[Collected data]
····················
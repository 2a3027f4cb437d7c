//! SQLite adapter: Implementation of Storage.
//!
//! Provides local persistence for respondents and scored records. The table
//! layout keeps one REAL column per construct plus both composites, so the
//! data stays directly queryable alongside the serialized raw-answer payload.
//!
//! # Mutex Behavior
//!
//! Database connection is protected by `Mutex`. A poisoned mutex (from panic
//! in another thread) will cause panic. This fail-fast behavior is intentional
//! for data integrity.

use std::path::Path;
use std::sync::Mutex;

use rusqlite::{params, Connection, Row};

use crate::domain::{
    ConstructScore, DomainScores, RawAnswerSet, Respondent, ScoredRecord, SurveyScores,
};
use crate::ports::Storage;

/// Stress construct columns in schema traversal order.
const STRESS_COLUMNS: [(&str, &str); 8] = [
    ("workload", "Workload"),
    ("role_ambiguity", "Role Ambiguity"),
    ("job_security", "Job Security"),
    ("gender_discrim", "Gender Discrimination"),
    ("interpersonal", "Interpersonal Relationships"),
    ("resources", "Resource Constraints"),
    ("satisfaction", "Job Satisfaction"),
    ("support", "Organizational Support"),
];

/// Productivity construct columns in schema traversal order.
const PRODUCTIVITY_COLUMNS: [(&str, &str); 4] = [
    ("timings", "Timings"),
    ("supervisor", "Supervisor Competence"),
    ("compensation", "Compensation"),
    ("systems", "Systems & Procedures"),
];

/// Username prefix marking bulk-imported respondents.
const IMPORT_USERNAME_PREFIX: &str = "csv_user_";

/// Error type for storage operations.
#[derive(Debug, thiserror::Error)]
pub enum StorageError {
    #[error("Database error: {0}")]
    Database(#[from] rusqlite::Error),

    #[error("Serialization error: {0}")]
    Serialization(String),
}

/// SQLite storage adapter.
pub struct SqliteStorage {
    conn: Mutex<Connection>,
}

impl SqliteStorage {
    /// Create a new SQLite storage with the given database path.
    ///
    /// # Errors
    /// Returns error if database cannot be opened or initialized.
    pub fn new<P: AsRef<Path>>(path: P) -> Result<Self, StorageError> {
        let conn = Connection::open(path)?;
        let storage = Self {
            conn: Mutex::new(conn),
        };
        storage.init_schema()?;
        Ok(storage)
    }

    /// Create an in-memory SQLite database (for testing).
    ///
    /// # Errors
    /// Returns error if database cannot be created.
    pub fn in_memory() -> Result<Self, StorageError> {
        let conn = Connection::open_in_memory()?;
        let storage = Self {
            conn: Mutex::new(conn),
        };
        storage.init_schema()?;
        Ok(storage)
    }

    /// Initialize the database schema.
    fn init_schema(&self) -> Result<(), StorageError> {
        let conn = self.conn.lock().expect("Lock failed");

        conn.execute_batch(
            r"
            CREATE TABLE IF NOT EXISTS respondents (
                id TEXT PRIMARY KEY,
                username TEXT UNIQUE NOT NULL,
                gender TEXT,
                department TEXT,
                position TEXT NOT NULL DEFAULT 'Staff',
                created_at TEXT NOT NULL
            );

            CREATE TABLE IF NOT EXISTS responses (
                id TEXT PRIMARY KEY,
                respondent_id TEXT NOT NULL REFERENCES respondents(id),
                stress_composite REAL NOT NULL,
                productivity_composite REAL NOT NULL,
                workload REAL NOT NULL,
                role_ambiguity REAL NOT NULL,
                job_security REAL NOT NULL,
                gender_discrim REAL NOT NULL,
                interpersonal REAL NOT NULL,
                resources REAL NOT NULL,
                satisfaction REAL NOT NULL,
                support REAL NOT NULL,
                timings REAL NOT NULL,
                supervisor REAL NOT NULL,
                compensation REAL NOT NULL,
                systems REAL NOT NULL,
                raw_answers TEXT NOT NULL,
                submitted_at TEXT NOT NULL
            );

            CREATE INDEX IF NOT EXISTS idx_responses_submitted
                ON responses(submitted_at DESC);
            ",
        )?;

        Ok(())
    }

    /// Pull one construct score out of a record by column key.
    fn construct_value(scores: &SurveyScores, key: &str) -> Result<f64, StorageError> {
        scores
            .construct(key)
            .ok_or_else(|| StorageError::Serialization(format!("record missing construct '{key}'")))
    }

    fn respondent_from_row(row: &Row<'_>) -> rusqlite::Result<Respondent> {
        let created_at_str: String = row.get(5)?;
        Ok(Respondent {
            id: row.get(0)?,
            username: row.get(1)?,
            gender: row.get(2)?,
            department: row.get(3)?,
            position: row.get(4)?,
            created_at: parse_timestamp(&created_at_str),
        })
    }

    /// Build a record from a row selected with [`RECORD_COLUMNS`].
    fn record_from_row(row: &Row<'_>) -> rusqlite::Result<ScoredRecord> {
        let id: String = row.get(0)?;
        let respondent_id: String = row.get(1)?;
        let stress_composite: f64 = row.get(2)?;
        let productivity_composite: f64 = row.get(3)?;

        let mut stress = Vec::with_capacity(STRESS_COLUMNS.len());
        for (i, (key, name)) in STRESS_COLUMNS.iter().enumerate() {
            stress.push(ConstructScore::new(*key, *name, row.get::<_, f64>(4 + i)?));
        }
        let mut productivity = Vec::with_capacity(PRODUCTIVITY_COLUMNS.len());
        for (i, (key, name)) in PRODUCTIVITY_COLUMNS.iter().enumerate() {
            productivity.push(ConstructScore::new(*key, *name, row.get::<_, f64>(12 + i)?));
        }

        let raw_answers_json: String = row.get(16)?;
        let raw_answers =
            serde_json::from_str(&raw_answers_json).unwrap_or_else(|_| RawAnswerSet::empty());

        let submitted_at_str: String = row.get(17)?;

        Ok(ScoredRecord {
            id,
            respondent_id,
            scores: SurveyScores {
                stress: DomainScores {
                    constructs: stress,
                    composite: stress_composite,
                },
                productivity: DomainScores {
                    constructs: productivity,
                    composite: productivity_composite,
                },
            },
            raw_answers,
            submitted_at: parse_timestamp(&submitted_at_str),
        })
    }
}

/// Column list matching [`SqliteStorage::record_from_row`] index order.
const RECORD_COLUMNS: &str = "id, respondent_id, stress_composite, productivity_composite, \
     workload, role_ambiguity, job_security, gender_discrim, interpersonal, \
     resources, satisfaction, support, timings, supervisor, compensation, \
     systems, raw_answers, submitted_at";

fn parse_timestamp(value: &str) -> chrono::DateTime<chrono::Utc> {
    chrono::DateTime::parse_from_rfc3339(value)
        .map(|dt| dt.with_timezone(&chrono::Utc))
        .unwrap_or_else(|_| chrono::Utc::now())
}

impl Storage for SqliteStorage {
    type Error = StorageError;

    fn find_respondent(&self, username: &str) -> Result<Option<Respondent>, Self::Error> {
        let conn = self.conn.lock().expect("Lock failed");

        let mut stmt = conn.prepare(
            "SELECT id, username, gender, department, position, created_at
             FROM respondents WHERE username = ?1",
        )?;

        match stmt.query_row(params![username], Self::respondent_from_row) {
            Ok(respondent) => Ok(Some(respondent)),
            Err(rusqlite::Error::QueryReturnedNoRows) => Ok(None),
            Err(e) => Err(e.into()),
        }
    }

    fn insert_respondent(&self, respondent: &Respondent) -> Result<(), Self::Error> {
        let conn = self.conn.lock().expect("Lock failed");

        conn.execute(
            r"
            INSERT INTO respondents (id, username, gender, department, position, created_at)
            VALUES (?1, ?2, ?3, ?4, ?5, ?6)
            ",
            params![
                respondent.id,
                respondent.username,
                respondent.gender,
                respondent.department,
                respondent.position,
                respondent.created_at.to_rfc3339(),
            ],
        )?;

        tracing::debug!("Inserted respondent {}", respondent.username);
        Ok(())
    }

    fn count_respondents(&self) -> Result<usize, Self::Error> {
        let conn = self.conn.lock().expect("Lock failed");

        let count: i64 = conn.query_row("SELECT COUNT(*) FROM respondents", [], |row| row.get(0))?;

        Ok(count as usize)
    }

    fn save_record(&self, record: &ScoredRecord) -> Result<(), Self::Error> {
        let raw_answers = serde_json::to_string(&record.raw_answers)
            .map_err(|e| StorageError::Serialization(e.to_string()))?;

        let conn = self.conn.lock().expect("Lock failed");

        conn.execute(
            r"
            INSERT INTO responses (
                id, respondent_id, stress_composite, productivity_composite,
                workload, role_ambiguity, job_security, gender_discrim,
                interpersonal, resources, satisfaction, support,
                timings, supervisor, compensation, systems,
                raw_answers, submitted_at
            ) VALUES (?1, ?2, ?3, ?4, ?5, ?6, ?7, ?8, ?9, ?10, ?11, ?12, ?13, ?14, ?15, ?16, ?17, ?18)
            ",
            params![
                record.id,
                record.respondent_id,
                record.scores.stress.composite,
                record.scores.productivity.composite,
                Self::construct_value(&record.scores, "workload")?,
                Self::construct_value(&record.scores, "role_ambiguity")?,
                Self::construct_value(&record.scores, "job_security")?,
                Self::construct_value(&record.scores, "gender_discrim")?,
                Self::construct_value(&record.scores, "interpersonal")?,
                Self::construct_value(&record.scores, "resources")?,
                Self::construct_value(&record.scores, "satisfaction")?,
                Self::construct_value(&record.scores, "support")?,
                Self::construct_value(&record.scores, "timings")?,
                Self::construct_value(&record.scores, "supervisor")?,
                Self::construct_value(&record.scores, "compensation")?,
                Self::construct_value(&record.scores, "systems")?,
                raw_answers,
                record.submitted_at.to_rfc3339(),
            ],
        )?;

        tracing::debug!("Saved record {} to storage", record.id);
        Ok(())
    }

    fn latest_record_for(&self, respondent_id: &str) -> Result<Option<ScoredRecord>, Self::Error> {
        let conn = self.conn.lock().expect("Lock failed");

        let mut stmt = conn.prepare(&format!(
            "SELECT {RECORD_COLUMNS} FROM responses
             WHERE respondent_id = ?1
             ORDER BY submitted_at DESC
             LIMIT 1"
        ))?;

        match stmt.query_row(params![respondent_id], Self::record_from_row) {
            Ok(record) => Ok(Some(record)),
            Err(rusqlite::Error::QueryReturnedNoRows) => Ok(None),
            Err(e) => Err(e.into()),
        }
    }

    fn recent_records(&self, limit: usize) -> Result<Vec<ScoredRecord>, Self::Error> {
        let conn = self.conn.lock().expect("Lock failed");

        let mut stmt = conn.prepare(&format!(
            "SELECT {RECORD_COLUMNS} FROM responses
             ORDER BY submitted_at DESC
             LIMIT ?1"
        ))?;

        let records = stmt
            .query_map(params![limit as i64], Self::record_from_row)?
            .collect::<Result<Vec<_>, _>>()?;

        Ok(records)
    }

    fn count_records(&self) -> Result<usize, Self::Error> {
        let conn = self.conn.lock().expect("Lock failed");

        let count: i64 = conn.query_row("SELECT COUNT(*) FROM responses", [], |row| row.get(0))?;

        Ok(count as usize)
    }

    fn records_with_respondents(&self) -> Result<Vec<(Respondent, ScoredRecord)>, Self::Error> {
        let conn = self.conn.lock().expect("Lock failed");

        let mut stmt = conn.prepare(
            "SELECT u.id, u.username, u.gender, u.department, u.position, u.created_at,
                    r.id, r.respondent_id, r.stress_composite, r.productivity_composite,
                    r.workload, r.role_ambiguity, r.job_security, r.gender_discrim,
                    r.interpersonal, r.resources, r.satisfaction, r.support,
                    r.timings, r.supervisor, r.compensation, r.systems,
                    r.raw_answers, r.submitted_at
             FROM responses r
             JOIN respondents u ON r.respondent_id = u.id
             ORDER BY r.submitted_at DESC",
        )?;

        let rows = stmt
            .query_map([], |row| {
                let created_at_str: String = row.get(5)?;
                let respondent = Respondent {
                    id: row.get(0)?,
                    username: row.get(1)?,
                    gender: row.get(2)?,
                    department: row.get(3)?,
                    position: row.get(4)?,
                    created_at: parse_timestamp(&created_at_str),
                };

                let mut stress = Vec::with_capacity(STRESS_COLUMNS.len());
                for (i, (key, name)) in STRESS_COLUMNS.iter().enumerate() {
                    stress.push(ConstructScore::new(*key, *name, row.get::<_, f64>(10 + i)?));
                }
                let mut productivity = Vec::with_capacity(PRODUCTIVITY_COLUMNS.len());
                for (i, (key, name)) in PRODUCTIVITY_COLUMNS.iter().enumerate() {
                    productivity.push(ConstructScore::new(*key, *name, row.get::<_, f64>(18 + i)?));
                }

                let raw_answers_json: String = row.get(22)?;
                let raw_answers = serde_json::from_str(&raw_answers_json)
                    .unwrap_or_else(|_| RawAnswerSet::empty());
                let submitted_at_str: String = row.get(23)?;

                let record = ScoredRecord {
                    id: row.get(6)?,
                    respondent_id: row.get(7)?,
                    scores: SurveyScores {
                        stress: DomainScores {
                            constructs: stress,
                            composite: row.get(8)?,
                        },
                        productivity: DomainScores {
                            constructs: productivity,
                            composite: row.get(9)?,
                        },
                    },
                    raw_answers,
                    submitted_at: parse_timestamp(&submitted_at_str),
                };

                Ok((respondent, record))
            })?
            .collect::<Result<Vec<_>, _>>()?;

        Ok(rows)
    }

    fn delete_imported(&self) -> Result<usize, Self::Error> {
        let conn = self.conn.lock().expect("Lock failed");
        let pattern = format!("{IMPORT_USERNAME_PREFIX}%");

        conn.execute(
            "DELETE FROM responses WHERE respondent_id IN
                 (SELECT id FROM respondents WHERE username LIKE ?1)",
            params![pattern],
        )?;
        let removed = conn.execute(
            "DELETE FROM respondents WHERE username LIKE ?1",
            params![pattern],
        )?;

        tracing::info!("Deleted {removed} imported respondents and their records");
        Ok(removed)
    }
}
····················
◆ **What you will do**:
What lines in the records contain the word "DomainScores"? Return each one.

◆ **Reply**:
    ConstructScore, DomainScores, RawAnswerSet, Respondent, ScoredRecord, SurveyScores,
                stress: DomainScores {
                productivity: DomainScores {
                        stress: DomainScores {
                        productivity: DomainScores {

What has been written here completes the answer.